▶ **What you need to do**
Exact reproduction required: the lines below from the line with "filename rust/engine/src/lib.rs" to the line with "pub mod logger;", both ends included, and no others.

▶ **Listed entries**
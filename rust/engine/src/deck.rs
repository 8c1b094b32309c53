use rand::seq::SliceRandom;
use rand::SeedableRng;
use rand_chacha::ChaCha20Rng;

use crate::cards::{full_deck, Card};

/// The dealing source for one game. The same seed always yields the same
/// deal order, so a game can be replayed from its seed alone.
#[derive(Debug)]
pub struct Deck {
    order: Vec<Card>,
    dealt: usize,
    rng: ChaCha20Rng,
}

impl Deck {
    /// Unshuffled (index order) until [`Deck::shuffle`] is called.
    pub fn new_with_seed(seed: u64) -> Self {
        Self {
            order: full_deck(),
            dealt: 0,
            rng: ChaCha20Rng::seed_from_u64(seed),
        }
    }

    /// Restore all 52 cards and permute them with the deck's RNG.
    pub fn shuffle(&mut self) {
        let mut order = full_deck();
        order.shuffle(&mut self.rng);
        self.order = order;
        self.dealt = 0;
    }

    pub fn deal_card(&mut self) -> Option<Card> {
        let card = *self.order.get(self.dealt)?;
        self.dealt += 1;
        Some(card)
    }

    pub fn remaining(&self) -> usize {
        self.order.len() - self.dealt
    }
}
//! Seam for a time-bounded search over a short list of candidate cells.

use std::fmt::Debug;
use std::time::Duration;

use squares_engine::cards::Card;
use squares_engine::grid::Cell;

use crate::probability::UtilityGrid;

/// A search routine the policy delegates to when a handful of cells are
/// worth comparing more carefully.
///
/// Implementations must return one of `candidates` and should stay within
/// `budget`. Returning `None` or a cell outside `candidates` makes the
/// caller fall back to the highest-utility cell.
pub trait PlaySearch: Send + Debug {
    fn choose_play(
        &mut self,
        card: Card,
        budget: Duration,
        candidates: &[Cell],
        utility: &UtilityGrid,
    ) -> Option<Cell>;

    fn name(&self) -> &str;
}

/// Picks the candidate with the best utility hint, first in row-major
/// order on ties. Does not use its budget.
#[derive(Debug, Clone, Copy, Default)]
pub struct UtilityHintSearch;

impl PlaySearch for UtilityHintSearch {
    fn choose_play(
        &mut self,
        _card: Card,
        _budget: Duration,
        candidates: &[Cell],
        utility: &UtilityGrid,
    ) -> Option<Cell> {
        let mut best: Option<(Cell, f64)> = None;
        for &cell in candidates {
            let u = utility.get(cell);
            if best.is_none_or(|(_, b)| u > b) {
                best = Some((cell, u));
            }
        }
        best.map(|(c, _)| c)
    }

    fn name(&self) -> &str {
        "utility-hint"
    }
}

...

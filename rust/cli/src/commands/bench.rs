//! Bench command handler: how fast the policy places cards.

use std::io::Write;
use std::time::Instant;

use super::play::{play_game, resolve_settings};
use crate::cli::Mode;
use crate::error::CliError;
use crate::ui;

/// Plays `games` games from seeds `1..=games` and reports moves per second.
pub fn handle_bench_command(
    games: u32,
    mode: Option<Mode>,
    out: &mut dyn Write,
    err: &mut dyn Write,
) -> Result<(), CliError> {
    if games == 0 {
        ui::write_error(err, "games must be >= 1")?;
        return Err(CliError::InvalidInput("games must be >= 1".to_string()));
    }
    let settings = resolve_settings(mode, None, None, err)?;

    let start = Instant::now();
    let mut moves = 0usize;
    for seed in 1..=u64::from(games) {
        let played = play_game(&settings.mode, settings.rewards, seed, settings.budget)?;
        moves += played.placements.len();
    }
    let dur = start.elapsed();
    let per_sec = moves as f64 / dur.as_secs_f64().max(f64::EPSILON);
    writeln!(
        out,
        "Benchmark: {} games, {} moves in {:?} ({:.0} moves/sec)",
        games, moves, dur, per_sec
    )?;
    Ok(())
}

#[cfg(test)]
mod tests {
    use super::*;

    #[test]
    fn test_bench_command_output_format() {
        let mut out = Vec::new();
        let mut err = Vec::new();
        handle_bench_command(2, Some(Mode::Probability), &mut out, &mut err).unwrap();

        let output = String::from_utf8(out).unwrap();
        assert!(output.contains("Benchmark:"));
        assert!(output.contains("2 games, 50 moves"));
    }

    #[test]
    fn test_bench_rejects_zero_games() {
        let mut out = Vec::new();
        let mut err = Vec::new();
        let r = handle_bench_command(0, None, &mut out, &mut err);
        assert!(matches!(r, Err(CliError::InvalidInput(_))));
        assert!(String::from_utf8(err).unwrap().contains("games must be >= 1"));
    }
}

...

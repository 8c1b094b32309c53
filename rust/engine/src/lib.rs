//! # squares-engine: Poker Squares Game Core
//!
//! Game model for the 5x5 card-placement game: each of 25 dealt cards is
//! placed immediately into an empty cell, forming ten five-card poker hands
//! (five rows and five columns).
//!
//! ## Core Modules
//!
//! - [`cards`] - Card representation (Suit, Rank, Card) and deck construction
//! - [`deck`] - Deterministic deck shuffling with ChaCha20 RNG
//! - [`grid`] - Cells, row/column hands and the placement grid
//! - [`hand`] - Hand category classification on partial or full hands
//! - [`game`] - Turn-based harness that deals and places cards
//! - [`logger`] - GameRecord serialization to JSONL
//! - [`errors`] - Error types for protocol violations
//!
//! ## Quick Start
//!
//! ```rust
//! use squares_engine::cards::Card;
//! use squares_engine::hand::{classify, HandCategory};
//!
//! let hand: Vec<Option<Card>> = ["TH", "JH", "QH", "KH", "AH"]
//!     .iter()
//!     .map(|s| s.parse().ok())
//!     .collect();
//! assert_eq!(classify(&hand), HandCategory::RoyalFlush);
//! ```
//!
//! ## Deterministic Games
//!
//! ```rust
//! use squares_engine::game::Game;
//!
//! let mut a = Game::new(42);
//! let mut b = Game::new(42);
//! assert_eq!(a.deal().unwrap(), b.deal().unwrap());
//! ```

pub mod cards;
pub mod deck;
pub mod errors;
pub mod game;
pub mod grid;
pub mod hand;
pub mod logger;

▶ **Solution to this exercise**
filename rust/engine/src/lib.rs
//! # squares-engine: Poker Squares Game Core
//!
//! Game model for the 5x5 card-placement game: each of 25 dealt cards is
//! placed immediately into an empty cell, forming ten five-card poker hands
//! (five rows and five columns).
//!
//! ## Core Modules
//!
//! - [`cards`] - Card representation (Suit, Rank, Card) and deck construction
//! - [`deck`] - Deterministic deck shuffling with ChaCha20 RNG
//! - [`grid`] - Cells, row/column hands and the placement grid
//! - [`hand`] - Hand category classification on partial or full hands
//! - [`game`] - Turn-based harness that deals and places cards
//! - [`logger`] - GameRecord serialization to JSONL
//! - [`errors`] - Error types for protocol violations
//!
//! ## Quick Start
//!
//! ```rust
//! use squares_engine::cards::Card;
//! use squares_engine::hand::{classify, HandCategory};
//!
//! let hand: Vec<Option<Card>> = ["TH", "JH", "QH", "KH", "AH"]
//!     .iter()
//!     .map(|s| s.parse().ok())
//!     .collect();
//! assert_eq!(classify(&hand), HandCategory::RoyalFlush);
//! ```
//!
//! ## Deterministic Games
//!
//! ```rust
//! use squares_engine::game::Game;
//!
//! let mut a = Game::new(42);
//! let mut b = Game::new(42);
//! assert_eq!(a.deal().unwrap(), b.deal().unwrap());
//! ```

pub mod cards;
pub mod deck;
pub mod errors;
pub mod game;
pub mod grid;
pub mod hand;
pub mod logger;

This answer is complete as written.